Work task - Write the line that contains "self.0.take()" and each one after it, word for word, ending with the final line of the data.

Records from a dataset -

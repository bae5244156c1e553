use crate::error::ErrorAccumulator;
use crate::types::{GameRecord, MoveList};

use chrono::{Datelike, NaiveDate};
use pgn_reader::{Outcome, RawTag, SanPlus, Skip, Visitor};
use std::mem;
use std::ops::ControlFlow;

/// Streaming PGN visitor (pgn-reader).
///
/// Accumulates the mainline SAN sequence into a `MoveList`; variations
/// are skipped. The result is captured via `outcome()` (or the
/// `Result` tag as fallback).
pub struct GameVisitor {
    headers: HeaderFields,
    result_marker: Option<String>,
    parse_error: ErrorAccumulator,
    pub current_game: Option<GameRecord>,
}

#[derive(Default)]
struct HeaderFields {
    event: String,
    site: String,
    white: String,
    black: String,
    result: String,
    white_elo: String,
    black_elo: String,
    utc_date: String,
    date: String,
    eco: String,
    opening: String,
}

impl HeaderFields {
    fn clear(&mut self) {
        *self = Self::default();
    }

    fn opt_take(field: &mut String) -> Option<String> {
        if field.is_empty() {
            None
        } else {
            Some(mem::take(field))
        }
    }

    fn set_known_tag(&mut self, key: &[u8], value: RawTag<'_>) {
        let slot: &mut String = match key {
            b"Event" => &mut self.event,
            b"Site" => &mut self.site,
            b"White" => &mut self.white,
            b"Black" => &mut self.black,
            b"Result" => &mut self.result,
            b"WhiteElo" => &mut self.white_elo,
            b"BlackElo" => &mut self.black_elo,
            b"UTCDate" => &mut self.utc_date,
            b"Date" => &mut self.date,
            b"ECO" => &mut self.eco,
            b"Opening" => &mut self.opening,
            _ => return,
        };

        if !slot.is_empty() {
            return;
        }

        let bytes = value.as_bytes();
        if bytes.is_empty() {
            return;
        }

        *slot = String::from_utf8_lossy(bytes).into_owned();
    }
}

impl GameVisitor {
    pub fn new() -> Self {
        Self {
            headers: HeaderFields::default(),
            result_marker: None,
            parse_error: ErrorAccumulator::default(),
            current_game: None,
        }
    }

    fn normalize_date_separators(s: &str) -> String {
        let s = s.trim();
        if s.contains('.') {
            s.replace('.', "-")
        } else {
            s.to_string()
        }
    }

    fn last_day_of_month(year: i32, month: u32) -> Option<u32> {
        let first_day_next_month = if month == 12 {
            let next_year = year.checked_add(1)?;
            NaiveDate::from_ymd_opt(next_year, 1, 1)?
        } else {
            let next_month = month.checked_add(1)?;
            NaiveDate::from_ymd_opt(year, next_month, 1)?
        };

        first_day_next_month.pred_opt().map(|d| d.day())
    }

    fn parse_best_date_field(
        utc_date: Option<&str>,
        date: Option<&str>,
        parse_error: &mut ErrorAccumulator,
    ) -> Option<NaiveDate> {
        if let Some(raw) = utc_date
            && let Some(parsed) = Self::parse_date_field(raw, "UTCDate", parse_error)
        {
            return Some(parsed);
        }

        if let Some(raw) = date
            && let Some(parsed) = Self::parse_date_field(raw, "UTCDate (from Date)", parse_error)
        {
            return Some(parsed);
        }

        None
    }

    /// PGN dates use `.` separators and `?` for unknown components.
    /// Unknown year means unknown date (None, no error); unknown month
    /// or day falls back to `01`, clamped to the month's last day.
    fn parse_date_field(
        raw: &str,
        label: &str,
        parse_error: &mut ErrorAccumulator,
    ) -> Option<NaiveDate> {
        let s = raw.trim();
        if s.is_empty() {
            return None;
        }

        let norm = Self::normalize_date_separators(s);
        let parts: Vec<&str> = norm.split('-').collect();
        if parts.len() != 3 {
            parse_error.push(&format!("Conversion error: {label}='{s}'"));
            return None;
        }

        if parts[0].contains('?') {
            return None;
        }

        let year_s = parts[0];
        let month_s = if parts[1].contains('?') {
            "01"
        } else {
            parts[1]
        };
        let day_s = if parts[2].contains('?') { "01" } else { parts[2] };

        let (Ok(year), Ok(month), Ok(day)) = (
            year_s.parse::<i32>(),
            month_s.parse::<u32>(),
            day_s.parse::<u32>(),
        ) else {
            parse_error.push(&format!("Conversion error: {label}='{s}'"));
            return None;
        };

        let Some(last_day) = Self::last_day_of_month(year, month) else {
            parse_error.push(&format!(
                "Conversion error: {label}='{s}' (input is out of range)"
            ));
            return None;
        };
        let day = day.min(last_day);

        match NaiveDate::from_ymd_opt(year, month, day) {
            Some(date) if date.year() > 0 => Some(date),
            _ => {
                parse_error.push(&format!(
                    "Conversion error: {label}='{s}' (input is out of range)"
                ));
                None
            }
        }
    }

    fn parse_uinteger_field(
        raw: Option<&str>,
        label: &str,
        parse_error: &mut ErrorAccumulator,
    ) -> Option<u32> {
        let s = raw?.trim();
        if s.is_empty() {
            return None;
        }
        match s.parse::<u32>() {
            Ok(v) => Some(v),
            Err(_) => {
                parse_error.push(&format!("Conversion error: {label}='{s}'"));
                None
            }
        }
    }

    fn build_game_record(&mut self, moves: MoveList) {
        let white_elo = Self::parse_uinteger_field(
            (!self.headers.white_elo.is_empty()).then_some(self.headers.white_elo.as_str()),
            "WhiteElo",
            &mut self.parse_error,
        );
        let black_elo = Self::parse_uinteger_field(
            (!self.headers.black_elo.is_empty()).then_some(self.headers.black_elo.as_str()),
            "BlackElo",
            &mut self.parse_error,
        );

        let utc_date = Self::parse_best_date_field(
            (!self.headers.utc_date.is_empty()).then_some(self.headers.utc_date.as_str()),
            (!self.headers.date.is_empty()).then_some(self.headers.date.as_str()),
            &mut self.parse_error,
        );

        self.current_game = Some(GameRecord {
            event: HeaderFields::opt_take(&mut self.headers.event),
            site: HeaderFields::opt_take(&mut self.headers.site),
            white: HeaderFields::opt_take(&mut self.headers.white),
            black: HeaderFields::opt_take(&mut self.headers.black),
            result: HeaderFields::opt_take(&mut self.headers.result)
                .or_else(|| self.result_marker.take()),
            white_elo,
            black_elo,
            utc_date,
            eco: HeaderFields::opt_take(&mut self.headers.eco),
            opening: HeaderFields::opt_take(&mut self.headers.opening),
            moves,
            parse_error: self.parse_error.take(),
        });
    }

    /// Finalizes the current game after a reader-level failure so the
    /// batch still gets a row with the message in `parse_error`.
    pub fn finalize_game_with_error(&mut self, error_msg: String) {
        self.parse_error.push(&error_msg);
        self.build_game_record(MoveList::new());
    }
}

impl Default for GameVisitor {
    fn default() -> Self {
        Self::new()
    }
}

impl Visitor for GameVisitor {
    type Tags = ();
    type Movetext = MoveList;
    type Output = ();

    fn begin_tags(&mut self) -> ControlFlow<Self::Output, Self::Tags> {
        self.headers.clear();
        self.result_marker = None;
        self.parse_error = ErrorAccumulator::default();
        self.current_game = None;
        ControlFlow::Continue(())
    }

    fn tag(
        &mut self,
        _: &mut Self::Tags,
        key: &[u8],
        value: RawTag<'_>,
    ) -> ControlFlow<Self::Output> {
        self.headers.set_known_tag(key, value);
        ControlFlow::Continue(())
    }

    fn begin_movetext(&mut self, _: Self::Tags) -> ControlFlow<Self::Output, Self::Movetext> {
        ControlFlow::Continue(MoveList::new())
    }

    fn begin_variation(&mut self, _: &mut Self::Movetext) -> ControlFlow<Self::Output, Skip> {
        ControlFlow::Continue(Skip(true))
    }

    fn san(&mut self, movetext: &mut Self::Movetext, san: SanPlus) -> ControlFlow<Self::Output> {
        movetext.push(san);
        ControlFlow::Continue(())
    }

    fn outcome(
        &mut self,
        _movetext: &mut Self::Movetext,
        outcome: Outcome,
    ) -> ControlFlow<Self::Output> {
        self.result_marker = Some(outcome.to_string());
        ControlFlow::Continue(())
    }

    fn end_game(&mut self, movetext: Self::Movetext) -> Self::Output {
        self.build_game_record(movetext);
    }
}
use chrono::NaiveDate;
use pgn_reader::SanPlus;
use smallvec::SmallVec;

/// Mainline SAN moves of a single game, in order of play.
pub type MoveList = SmallVec<[SanPlus; 64]>;

/// Parsed game data from PGN - the header subset the feature
/// extractors consume, plus the mainline.
#[derive(Debug, Clone, Default)]
pub struct GameRecord {
    pub event: Option<String>,
    pub site: Option<String>,
    pub white: Option<String>,
    pub black: Option<String>,
    pub result: Option<String>,
    pub white_elo: Option<u32>,
    pub black_elo: Option<u32>,
    pub utc_date: Option<NaiveDate>,
    pub eco: Option<String>,
    pub opening: Option<String>,

    /// Mainline moves; variations, comments and NAGs are skipped.
    pub moves: MoveList,

    /// Contains None for cleanly parsed games or an accumulated
    /// message for games with recoverable problems.
    pub parse_error: Option<String>,
}
use std::path::PathBuf;

use thiserror::Error;

/// Errors produced while reading PGN input, querying the opening
/// explorer, or writing feature rows.
#[derive(Debug, Error)]
pub enum FeatureError {
    #[error("failed to open '{path}': {source}")]
    OpenInput {
        path: PathBuf,
        #[source]
        source: std::io::Error,
    },

    #[error("invalid path pattern '{pattern}': {source}")]
    PathPattern {
        pattern: String,
        #[source]
        source: glob::PatternError,
    },

    #[error("PGN read error in '{path}': {source}")]
    PgnRead {
        path: PathBuf,
        #[source]
        source: std::io::Error,
    },

    #[error("invalid compression value '{0}'; supported values: 'zstd' or omitted")]
    Compression(String),

    #[error("illegal SAN '{san}' at ply {ply}")]
    IllegalSan { san: String, ply: usize },

    #[error("opening explorer request failed: {0}")]
    Http(#[from] reqwest::Error),

    #[error("opening explorer returned a malformed payload: {0}")]
    ExplorerPayload(#[from] serde_json::Error),

    #[error("CSV error: {0}")]
    Csv(#[from] csv::Error),

    #[error("progress bar template error: {0}")]
    ProgressTemplate(String),

    #[error("IO error: {0}")]
    Io(#[from] std::io::Error),
}

/// Convenience alias for Results using the crate's error type.
pub type Result<T> = std::result::Result<T, FeatureError>;

/// Collects per-game diagnostics into a single `; `-separated message.
/// Games with recoverable header problems keep their row; the message
/// lands in the `parse_error` field instead of aborting the batch.
#[derive(Debug, Clone, Default)]
pub struct ErrorAccumulator(Option<String>);

impl ErrorAccumulator {
    pub fn push(&mut self, msg: &str) {
        match &mut self.0 {
            Some(existing) => {
                existing.push_str("; ");
                existing.push_str(msg);
            }
            None => {
                self.0 = Some(msg.to_string());
            }
        }
    }

    pub fn take(&mut self) -> Option<String> {
        self.0.take()
    }

    pub fn is_empty(&self) -> bool {
        self.0.is_none()
    }
}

Solution for this problem -
        self.0.take()
    }

    pub fn is_empty(&self) -> bool {
        self.0.is_none()
    }
}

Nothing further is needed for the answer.